No entanto, não posso deixar de considerar que o objetivo de sátira e também a empreitada de Catherine em sua história de heroína são pontos que se destacam por si só, e merecem meus pensamentos sobre já que ambos me agradaram em sua essência. Mas assim minha resenha se tornaria demasiadamente grande e eu poderia me enrolar. Assim sendo, irei encurtar tais comentários: quanto a sátira ao gótico, acabei por me divertir mais do que acompanha-lá na crítica. Vejam bem, estamos agora no século XXI e o gótico não tem sido mais tão maçante como imagino ter sido para Jane. Eu como leitora já li góticos que me agradarem bastante, e justamente pela essência da coisa. Assim, algumas piadas da autora no livro acabaram por me fazer relembrar boas leituras: O Morro dos Ventos Uivantes, O Fantasma da Ópera e O Retrato de Dorian Gray.
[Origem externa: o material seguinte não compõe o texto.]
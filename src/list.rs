use anyhow::Result;
use clap::Args;
use serde::Serialize;

use crate::config::ScrapeConfig;
use crate::output::records::records_path;
use crate::telemetry::{self};
use crate::telemetry::ops::vendors::Phase as VendorsPhase;
use crate::vendors::Vendor;

#[derive(Args, Debug)]
pub struct VendorsCmd {
    #[arg(long)] out_dir: Option<std::path::PathBuf>,
}

#[derive(Serialize)]
struct VendorRow { vendor: &'static str, manufacturer: &'static str, entry_url: &'static str, output: String }

pub async fn run(args: VendorsCmd) -> Result<()> {
    let log = telemetry::vendors();
    let out_dir = args.out_dir.unwrap_or_else(|| ScrapeConfig::from_env().out_dir);
    let _g = log.root_span_kv([("out_dir", out_dir.display().to_string())]).entered();
    let _s = log.span(&VendorsPhase::List).entered();

    let rows: Vec<VendorRow> = Vendor::ALL
        .iter()
        .map(|v| VendorRow {
            vendor: v.slug(),
            manufacturer: v.manufacturer(),
            entry_url: v.entry_url(),
            output: records_path(&out_dir, v.slug()).display().to_string(),
        })
        .collect();

    if telemetry::config::json_mode() {
        log.result(&rows)?;
    } else {
        for r in &rows {
            log.info(format!("{:<9} {:<9} {}", r.vendor, r.manufacturer, r.entry_url));
        }
    }
    Ok(())
}
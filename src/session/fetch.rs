use std::time::Duration;

use async_trait::async_trait;
use reqwest::Client;

use crate::error::SessionError;

/// Plain HTTP retrieval of a page or an auxiliary text resource.
#[async_trait]
pub trait Fetch: Send + Sync {
    async fn fetch_text(&self, url: &str) -> Result<String, SessionError>;
}

#[derive(Clone)]
pub struct HttpFetcher {
    client: Client,
}

impl HttpFetcher {
    pub fn new(timeout: Duration, user_agent: &str) -> Result<Self, SessionError> {
        let client = Client::builder()
            .timeout(timeout)
            .user_agent(user_agent)
            .build()?;
        Ok(Self { client })
    }
}

#[async_trait]
impl Fetch for HttpFetcher {
    async fn fetch_text(&self, url: &str) -> Result<String, SessionError> {
        let resp = self.client.get(url).send().await?;
        let status = resp.status();
        if !status.is_success() {
            return Err(SessionError::Navigation { url: url.to_string(), reason: format!("http status {status}") });
        }
        let text = resp.text().await?;
        Ok(text)
    }
}
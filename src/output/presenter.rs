use std::io::{self, Write};

use serde::Serialize;

use super::config::{OutputConfig, OutputFormat};
use super::types::{Envelope, Stage};

/// Renders envelopes for stdout: one JSON document per line, or a short
/// human summary.
#[derive(Clone, Copy, Debug, PartialEq, Eq)]
pub enum Presenter {
    Json { pretty: bool },
    Text { pretty: bool },
}

impl Presenter {
    pub fn from_config(cfg: OutputConfig) -> Self {
        match cfg.format {
            OutputFormat::Json => Presenter::Json { pretty: cfg.pretty },
            OutputFormat::Text => Presenter::Text { pretty: cfg.pretty },
        }
    }

    pub fn write<T: Serialize>(&self, env: &Envelope<'_, T>, w: &mut dyn Write) -> io::Result<()> {
        match *self {
            Presenter::Json { pretty } => {
                if pretty { serde_json::to_writer_pretty(&mut *w, env)? } else { serde_json::to_writer(&mut *w, env)? }
                writeln!(w)
            }
            Presenter::Text { pretty } => {
                let stage = match env.stage { Stage::Plan => "Plan", Stage::Result => "Result" };
                match &env.meta {
                    Some(meta) => writeln!(w, "{stage}: {} (run {}, {} ms)", env.op, env.run_id, meta.duration_ms)?,
                    None => writeln!(w, "{stage}: {} (run {})", env.op, env.run_id)?,
                }
                if let Some(meta) = &env.meta {
                    for (vendor, outcome) in &meta.outcomes {
                        writeln!(w, "  {vendor}: {outcome}")?;
                    }
                }
                if pretty {
                    serde_json::to_writer_pretty(&mut *w, env.body)?;
                    writeln!(w)?;
                }
                Ok(())
            }
        }
    }

    pub fn emit<T: Serialize>(&self, env: &Envelope<'_, T>) -> io::Result<()> {
        let mut out = io::stdout().lock();
        self.write(env, &mut out)?;
        out.flush()
    }
}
Já quanto a empreitada de Catherine, volto a dizer que essa personagem me agradou muito. Pode ser que seu jeito ingênuo e sua pouca percepção da realidade não seja do agrado de muitos, mas estou aqui na defesa de que nem todas nascemos com o gênio de Elizabeth Bennet já prontíssimo. Catherine tem o direito de ser como é. Ademais, a história conta justamente sua maturidade ao ter o contato com o mundo fora dos livros. Sobre os outros personagens, todos me causaram percepções e julgamentos únicos, e isso me parece característica de uma boa leitura. Preciso, como uma romântica sem salvação, ressaltar ao menos Henry Tilney: apesar de certos comportamentos que eu e minha amiga Juliana fizemos piadas sobre, ele me conquistou muitíssimo como par romântico ? levando até mesmo em conta o pouco teor de romance puro na obra. O final me agradou, claro. E há outras percepções dos desdobramentos que não perdem a importância da reflexão, mas percebo que já pequei bastante na intenção de não prolongar o debate desta resenha.
Eis, enfim, a explicação dos motivos que me fizeram apelidar esse romance como uma pérola de Jane Austen. E deixo ainda minha passagem favorita:
"Sempre que olho para lá penso no sul da França"
"Então a senhora já esteve no estrangeiro?", indagou Henry, um pouco surpreso.
"Ah não! Só conheço de leituras."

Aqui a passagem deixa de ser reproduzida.